Home Depot fell to one of the market’s larger losses after giving financial forecasts that fell short of Wall Street’s expectatio­ns. It dropped 7.1% despite reporting stronger profit for the last three months of 2022 than expected.

The retailer said it would spend $1 billion to increase wages for hourly U.S. and Canadian workers. That fed into broader worries for markets that rising costs for companies have been eating into profits, which are one of the main levers that set stock prices.

The other main lever is also looking precarious as interest rates continue to rise. When safe bonds are paying higher amounts of interest, they make stocks and other investment­s look less attractive. Why take a lot of risk on stocks if safer things are paying out more? Higher rates also raise the risk of a recession because they slow the economy in hopes of snuffing out inflation.
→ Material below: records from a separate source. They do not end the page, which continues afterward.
// src/models/snapshot.rs

use chrono::{DateTime, Utc};
use serde::{Deserialize, Serialize};
use sqlx::FromRow;

#[derive(Debug, Clone, Copy, Serialize, Deserialize, PartialEq, Eq)]
#[serde(rename_all = "snake_case")]
pub enum SnapshotType {
    FullState,
    Partial,
}

impl std::fmt::Display for SnapshotType {
    fn fmt(&self, f: &mut std::fmt::Formatter<'_>) -> std::fmt::Result {
        match self {
            SnapshotType::FullState => write!(f, "full_state"),
            SnapshotType::Partial => write!(f, "partial"),
        }
    }
}

impl std::str::FromStr for SnapshotType {
    type Err = String;

    fn from_str(s: &str) -> Result<Self, Self::Err> {
        match s.to_lowercase().as_str() {
            "full_state" => Ok(SnapshotType::FullState),
            "partial" => Ok(SnapshotType::Partial),
            _ => Err(format!("Unknown snapshot type: {}", s)),
        }
    }
}

/// 数据库行结构
#[derive(Debug, Clone, FromRow)]
pub struct ContextSnapshotRow {
    pub id: i64,
    pub user_id: String,
    pub device_id: String,
    pub snapshot_type: String,
    pub context_data: String,     // JSON string
    pub metadata: Option<String>, // JSON string
    pub created_at: String,
}

/// 业务对象，追加写入后不再变更
#[derive(Debug, Clone, Serialize, Deserialize)]
pub struct ContextSnapshot {
    pub id: i64,
    pub user_id: String,
    pub device_id: String,
    pub snapshot_type: SnapshotType,
    pub context_data: serde_json::Value,
    pub metadata: Option<serde_json::Value>,
    pub created_at: DateTime<Utc>,
}

impl From<ContextSnapshotRow> for ContextSnapshot {
    fn from(row: ContextSnapshotRow) -> Self {
        Self {
            id: row.id,
            user_id: row.user_id,
            device_id: row.device_id,
            snapshot_type: row.snapshot_type.parse().unwrap_or(SnapshotType::Partial),
            context_data: serde_json::from_str(&row.context_data)
                .unwrap_or(serde_json::Value::Null),
            metadata: row.metadata.and_then(|s| serde_json::from_str(&s).ok()),
            created_at: super::parse_ts(&row.created_at),
        }
    }
}
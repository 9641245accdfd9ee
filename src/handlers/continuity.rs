// src/handlers/continuity.rs

use axum::extract::{Query, State};
use axum::http::StatusCode;
use axum::Json;
use serde::{Deserialize, Serialize};
use serde_json::Value;

use crate::error::AppResult;
use crate::models::{ContextSnapshot, SnapshotType};

use super::AppState;

#[derive(Debug, Deserialize)]
pub struct SaveSnapshotRequest {
    pub user_id: String,
    pub device_id: String,
    pub snapshot_type: SnapshotType,
    pub context_data: Value,
    pub metadata: Option<Value>,
}

#[derive(Debug, Serialize)]
pub struct SaveSnapshotResponse {
    pub snapshot_id: i64,
}

pub async fn save_snapshot(
    State(state): State<AppState>,
    Json(req): Json<SaveSnapshotRequest>,
) -> AppResult<(StatusCode, Json<SaveSnapshotResponse>)> {
    let snapshot_id = state
        .continuity
        .save_snapshot(
            &req.user_id,
            &req.device_id,
            req.snapshot_type,
            req.context_data,
            req.metadata,
        )
        .await?;

    Ok((StatusCode::CREATED, Json(SaveSnapshotResponse { snapshot_id })))
}

#[derive(Debug, Deserialize)]
pub struct LatestSnapshotQuery {
    pub user_id: String,
    pub exclude_device_id: Option<String>,
}

#[derive(Debug, Serialize)]
pub struct LatestSnapshotResponse {
    /// 没有任何可用快照时为 null——新用户的正常稳态
    pub snapshot: Option<ContextSnapshot>,
}

pub async fn get_latest_snapshot(
    State(state): State<AppState>,
    Query(query): Query<LatestSnapshotQuery>,
) -> AppResult<Json<LatestSnapshotResponse>> {
    let snapshot = state
        .continuity
        .latest_snapshot(&query.user_id, query.exclude_device_id.as_deref())
        .await?;

    Ok(Json(LatestSnapshotResponse { snapshot }))
}
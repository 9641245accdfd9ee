pub mod device_type;

pub use device_type::DeviceTypeDetector;
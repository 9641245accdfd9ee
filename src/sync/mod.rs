pub mod continuity;
pub mod delivery;
pub mod queue;
pub mod registry;

pub use continuity::ContinuityStore;
pub use delivery::{NotificationDelivery, PollResult};
pub use queue::SyncQueue;
pub use registry::{DeviceRegistration, DeviceRegistry};
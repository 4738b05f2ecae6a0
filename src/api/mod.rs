// ============================================================================
// Module : api
// ============================================================================
// Clients API pour récupérer les données de marché
// ============================================================================

pub mod coinmarketcap;  // Client API CoinMarketCap

// Re-export du client principal
pub use coinmarketcap::CoinMarketCapClient;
Rates and stock prices are high enough that strategist­s at Morgan Stanley say U.S. stocks look to be more expensive than at any time since 2007.

The yield on the 10-year Treasury, which helps set rates for mortgages and other important loans, leaped further to 3.95% from 3.82% late Friday. The two-year yield, which moves more on expectatio­ns for the Fed, rose to 4.72% from 4.62%. It’s close to its highest level since 2007.

“That is what’s weighing on the market,” said Keith Lerner, chief market strategist at Truist Advisory Services.

Another threat for the market is that the Fed may not be as quick to cut rates in the face of economic weakness as it has in the past, said Truist’s Lerner.

“This is the first time in over a decade the Fed has had to worry about inflation,” he said. “What happened last year has created scar tissue that could keep rates higher for longer.”